*** Block opens ***
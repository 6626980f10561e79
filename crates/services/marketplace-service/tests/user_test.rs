//! User persistence tests against SQLite.

mod support;

use chrono::{Duration, Utc};

use common::AppError;
use domain::{NewUser, UserChanges};
use marketplace_service_lib::repository::Repositories;
use marketplace_service_lib::service::ServiceContainer;

use support::{create_listing, create_skill, create_user, setup};

#[tokio::test]
async fn test_user_round_trip() {
    let (_db, services) = setup().await;

    let created = services
        .users()
        .create_user(NewUser::new("alice", "a@x.com", "h"))
        .await
        .unwrap();
    let fetched = services.users().get_user(created.id).await.unwrap();

    assert!(fetched.id > 0);
    assert_eq!(fetched.username, "alice");
    assert_eq!(fetched.email, "a@x.com");
    assert_eq!(fetched.password_hash, "h");
    assert_eq!(fetched, created);
}

#[tokio::test]
async fn test_user_defaults() {
    let (_db, services) = setup().await;

    let before = Utc::now() - Duration::seconds(1);
    let user = create_user(&services, "bob").await;
    let after = Utc::now() + Duration::seconds(1);

    assert_eq!(user.rating, 0.0);
    assert!(user.created_at >= before && user.created_at <= after);
}

#[tokio::test]
async fn test_unique_emails_all_succeed() {
    let (_db, services) = setup().await;

    for name in ["ann", "ben", "cat", "dan"] {
        create_user(&services, name).await;
    }

    assert_eq!(services.users().list_users().await.unwrap().len(), 4);
}

#[tokio::test]
async fn test_duplicate_email_is_constraint_violation() {
    let (_db, services) = setup().await;
    create_user(&services, "alice").await;

    let result = services
        .users()
        .create_user(NewUser::new("other", "alice@example.com", "h"))
        .await;

    assert!(matches!(result, Err(AppError::ConstraintViolation(_))));
}

#[tokio::test]
async fn test_duplicate_email_rejected_by_unique_index() {
    let (db, services) = setup().await;
    create_user(&services, "alice").await;

    // Straight to the store, past the service pre-check
    let repos = Repositories::from_connection(db.get_connection());
    let result = repos
        .users
        .create(NewUser::new("other", "alice@example.com", "h"))
        .await;

    assert!(matches!(result, Err(AppError::ConstraintViolation(_))));
}

#[tokio::test]
async fn test_missing_user_is_not_found() {
    let (_db, services) = setup().await;
    let users = services.users();

    assert!(matches!(users.get_user(404).await, Err(AppError::NotFound)));
    assert!(matches!(
        users
            .update_user(
                404,
                UserChanges {
                    rating: Some(4.5),
                    ..Default::default()
                }
            )
            .await,
        Err(AppError::NotFound)
    ));
    assert!(matches!(users.delete_user(404).await, Err(AppError::NotFound)));
}

#[tokio::test]
async fn test_update_user_fields() {
    let (_db, services) = setup().await;
    let user = create_user(&services, "carol").await;

    let updated = services
        .users()
        .update_user(
            user.id,
            UserChanges {
                username: Some("caroline".to_string()),
                rating: Some(4.5),
                ..Default::default()
            },
        )
        .await
        .unwrap();

    assert_eq!(updated.username, "caroline");
    assert_eq!(updated.rating, 4.5);
    assert_eq!(updated.email, user.email);
}

#[tokio::test]
async fn test_delete_user_with_listing_is_restricted() {
    let (_db, services) = setup().await;
    let owner = create_user(&services, "owner").await;
    let skill = create_skill(&services, "Plumbing").await;
    let listing = create_listing(&services, &owner, &skill, "Fix a tap").await;

    let result = services.users().delete_user(owner.id).await;

    assert!(matches!(result, Err(AppError::ConstraintViolation(_))));
    assert!(services.users().get_user(owner.id).await.is_ok());
    assert!(services.listings().get_listing(listing.id).await.is_ok());
}

#[tokio::test]
async fn test_delete_user_removes_skill_pairings() {
    let (_db, services) = setup().await;
    let user = create_user(&services, "dora").await;
    let skill = create_skill(&services, "Welding").await;
    services
        .skills()
        .add_user_skill(user.id, skill.id, Some("novice".to_string()))
        .await
        .unwrap();

    services.users().delete_user(user.id).await.unwrap();

    assert!(matches!(
        services.users().get_user(user.id).await,
        Err(AppError::NotFound)
    ));
    assert!(services.skills().users(skill.id).await.unwrap().is_empty());
    assert!(services.skills().get_skill(skill.id).await.is_ok());
}

#[tokio::test]
async fn test_stored_password_hash_verifies() {
    let (_db, services) = setup().await;
    let input = NewUser::with_password("erin", "erin@example.com", "s3cret-pass").unwrap();

    let user = services.users().create_user(input).await.unwrap();
    let fetched = services
        .users()
        .get_user_by_email("erin@example.com")
        .await
        .unwrap();

    assert_eq!(fetched.id, user.id);
    assert_ne!(fetched.password_hash, "s3cret-pass");
    assert!(fetched.verify_password("s3cret-pass"));
}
*** Block closes ***
### What to produce
Wherever a line in the listing contains the word "seconds", copy that line out.

### Expected answer
    let before = Utc::now() - Duration::seconds(1);
    let after = Utc::now() + Duration::seconds(1);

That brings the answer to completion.